Assignment
Set down all of the records word for word.
---*---
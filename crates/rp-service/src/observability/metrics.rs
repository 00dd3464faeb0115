//! Metrics definitions for the relying-party gateway.
//!
//! All metrics follow Prometheus naming conventions:
//! - `rp_` prefix for the relying party
//! - `_total` suffix for counters
//! - `_seconds` suffix for duration histograms
//!
//! # Cardinality
//!
//! Labels are bounded:
//! - `method`: HTTP methods
//! - `endpoint`: the five routes plus `/other`
//! - `outcome`: `granted` or one of the six denial kinds
//! - `status`: trust fetch outcomes from `TrustError::status_label`
//! - `result`: `hit` or `miss`

use metrics::{counter, histogram};
use metrics_exporter_prometheus::{Matcher, PrometheusBuilder, PrometheusHandle};
use std::time::Duration;

/// Initialize the Prometheus recorder and return the handle used by
/// the `/metrics` endpoint.
///
/// Must be called before any metrics are recorded.
///
/// # Errors
///
/// Returns error if the recorder fails to install (e.g., already installed).
pub fn init_metrics_recorder() -> Result<PrometheusHandle, String> {
    PrometheusBuilder::new()
        .set_buckets_for_metric(
            Matcher::Prefix("rp_http_request".to_string()),
            &[
                0.005, 0.010, 0.025, 0.050, 0.100, 0.200, 0.500, 1.000, 2.000, 5.000,
            ],
        )
        .map_err(|e| format!("Failed to set HTTP request buckets: {e}"))?
        // Dominated by the issuer round trip when the cache is off
        .set_buckets_for_metric(
            Matcher::Prefix("rp_authorization".to_string()),
            &[
                0.001, 0.005, 0.010, 0.025, 0.050, 0.100, 0.250, 0.500, 1.000, 5.000,
            ],
        )
        .map_err(|e| format!("Failed to set authorization buckets: {e}"))?
        .set_buckets_for_metric(
            Matcher::Prefix("rp_trust_fetch".to_string()),
            &[
                0.005, 0.010, 0.025, 0.050, 0.100, 0.250, 0.500, 1.000, 2.500, 5.000, 10.000,
            ],
        )
        .map_err(|e| format!("Failed to set trust fetch buckets: {e}"))?
        .install_recorder()
        .map_err(|e| format!("Failed to install Prometheus recorder: {e}"))
}

// ============================================================================
// HTTP Request Metrics
// ============================================================================

/// Record HTTP request completion
///
/// Metric: `rp_http_requests_total`, `rp_http_request_duration_seconds`
/// Labels: `method`, `endpoint`, `status` / `status_code`
pub fn record_http_request(method: &str, endpoint: &str, status_code: u16, duration: Duration) {
    let normalized_endpoint = normalize_endpoint(endpoint);
    let status = categorize_status_code(status_code);

    histogram!("rp_http_request_duration_seconds",
        "method" => method.to_string(),
        "endpoint" => normalized_endpoint,
        "status" => status
    )
    .record(duration.as_secs_f64());

    counter!("rp_http_requests_total",
        "method" => method.to_string(),
        "endpoint" => normalized_endpoint,
        "status_code" => status_code.to_string()
    )
    .increment(1);
}

fn categorize_status_code(status_code: u16) -> &'static str {
    match status_code {
        200..=299 => "success",
        408 | 504 => "timeout",
        _ => "error",
    }
}

/// Map a request path to a bounded label value.
fn normalize_endpoint(path: &str) -> &'static str {
    match path {
        "/" => "/",
        "/secreto" => "/secreto",
        "/health" => "/health",
        "/ready" => "/ready",
        "/metrics" => "/metrics",
        _ => "/other",
    }
}

// ============================================================================
// Authorization Metrics
// ============================================================================

/// Record the outcome of one authorization attempt.
///
/// Metric: `rp_authorization_decisions_total`, `rp_authorization_duration_seconds`
/// Labels: `outcome`
pub fn record_authorization(outcome: &'static str, duration: Duration) {
    histogram!("rp_authorization_duration_seconds",
        "outcome" => outcome
    )
    .record(duration.as_secs_f64());

    counter!("rp_authorization_decisions_total",
        "outcome" => outcome
    )
    .increment(1);
}

// ============================================================================
// Trust Metrics
// ============================================================================

/// Record one request to the issuer's key endpoint.
///
/// Metric: `rp_trust_fetch_total`, `rp_trust_fetch_duration_seconds`
/// Labels: `status`
pub fn record_trust_fetch(status: &'static str, duration: Duration) {
    histogram!("rp_trust_fetch_duration_seconds",
        "status" => status
    )
    .record(duration.as_secs_f64());

    counter!("rp_trust_fetch_total",
        "status" => status
    )
    .increment(1);
}

/// Record a trust cache lookup.
///
/// Metric: `rp_trust_cache_total`
/// Labels: `result` (`hit` | `miss`)
pub fn record_trust_cache(result: &'static str) {
    counter!("rp_trust_cache_total",
        "result" => result
    )
    .increment(1);
}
---*---
Result of the exercise
filename crates/rp-service/src/observability/metrics.rs
repository 00dd3464faeb0115
//! Metrics definitions for the relying-party gateway.
//!
//! All metrics follow Prometheus naming conventions:
//! - `rp_` prefix for the relying party
//! - `_total` suffix for counters
//! - `_seconds` suffix for duration histograms
//!
//! # Cardinality
//!
//! Labels are bounded:
//! - `method`: HTTP methods
//! - `endpoint`: the five routes plus `/other`
//! - `outcome`: `granted` or one of the six denial kinds
//! - `status`: trust fetch outcomes from `TrustError::status_label`
//! - `result`: `hit` or `miss`

use metrics::{counter, histogram};
use metrics_exporter_prometheus::{Matcher, PrometheusBuilder, PrometheusHandle};
use std::time::Duration;

/// Initialize the Prometheus recorder and return the handle used by
/// the `/metrics` endpoint.
///
/// Must be called before any metrics are recorded.
///
/// # Errors
///
/// Returns error if the recorder fails to install (e.g., already installed).
pub fn init_metrics_recorder() -> Result<PrometheusHandle, String> {
    PrometheusBuilder::new()
        .set_buckets_for_metric(
            Matcher::Prefix("rp_http_request".to_string()),
            &[
                0.005, 0.010, 0.025, 0.050, 0.100, 0.200, 0.500, 1.000, 2.000, 5.000,
            ],
        )
        .map_err(|e| format!("Failed to set HTTP request buckets: {e}"))?
        // Dominated by the issuer round trip when the cache is off
        .set_buckets_for_metric(
            Matcher::Prefix("rp_authorization".to_string()),
            &[
                0.001, 0.005, 0.010, 0.025, 0.050, 0.100, 0.250, 0.500, 1.000, 5.000,
            ],
        )
        .map_err(|e| format!("Failed to set authorization buckets: {e}"))?
        .set_buckets_for_metric(
            Matcher::Prefix("rp_trust_fetch".to_string()),
            &[
                0.005, 0.010, 0.025, 0.050, 0.100, 0.250, 0.500, 1.000, 2.500, 5.000, 10.000,
            ],
        )
        .map_err(|e| format!("Failed to set trust fetch buckets: {e}"))?
        .install_recorder()
        .map_err(|e| format!("Failed to install Prometheus recorder: {e}"))
}

// ============================================================================
// HTTP Request Metrics
// ============================================================================

/// Record HTTP request completion
///
/// Metric: `rp_http_requests_total`, `rp_http_request_duration_seconds`
/// Labels: `method`, `endpoint`, `status` / `status_code`
pub fn record_http_request(method: &str, endpoint: &str, status_code: u16, duration: Duration) {
    let normalized_endpoint = normalize_endpoint(endpoint);
    let status = categorize_status_code(status_code);

    histogram!("rp_http_request_duration_seconds",
        "method" => method.to_string(),
        "endpoint" => normalized_endpoint,
        "status" => status
    )
    .record(duration.as_secs_f64());

    counter!("rp_http_requests_total",
        "method" => method.to_string(),
        "endpoint" => normalized_endpoint,
        "status_code" => status_code.to_string()
    )
    .increment(1);
}

fn categorize_status_code(status_code: u16) -> &'static str {
    match status_code {
        200..=299 => "success",
        408 | 504 => "timeout",
        _ => "error",
    }
}

/// Map a request path to a bounded label value.
fn normalize_endpoint(path: &str) -> &'static str {
    match path {
        "/" => "/",
        "/secreto" => "/secreto",
        "/health" => "/health",
        "/ready" => "/ready",
        "/metrics" => "/metrics",
        _ => "/other",
    }
}

// ============================================================================
// Authorization Metrics
// ============================================================================

/// Record the outcome of one authorization attempt.
///
/// Metric: `rp_authorization_decisions_total`, `rp_authorization_duration_seconds`
/// Labels: `outcome`
pub fn record_authorization(outcome: &'static str, duration: Duration) {
    histogram!("rp_authorization_duration_seconds",
        "outcome" => outcome
    )
    .record(duration.as_secs_f64());

    counter!("rp_authorization_decisions_total",
        "outcome" => outcome
    )
    .increment(1);
}

// ============================================================================
// Trust Metrics
// ============================================================================

/// Record one request to the issuer's key endpoint.
///
/// Metric: `rp_trust_fetch_total`, `rp_trust_fetch_duration_seconds`
/// Labels: `status`
pub fn record_trust_fetch(status: &'static str, duration: Duration) {
    histogram!("rp_trust_fetch_duration_seconds",
        "status" => status
    )
    .record(duration.as_secs_f64());

    counter!("rp_trust_fetch_total",
        "status" => status
    )
    .increment(1);
}

/// Record a trust cache lookup.
///
/// Metric: `rp_trust_cache_total`
/// Labels: `result` (`hit` | `miss`)
pub fn record_trust_cache(result: &'static str) {
    counter!("rp_trust_cache_total",
        "result" => result
    )
    .increment(1);
}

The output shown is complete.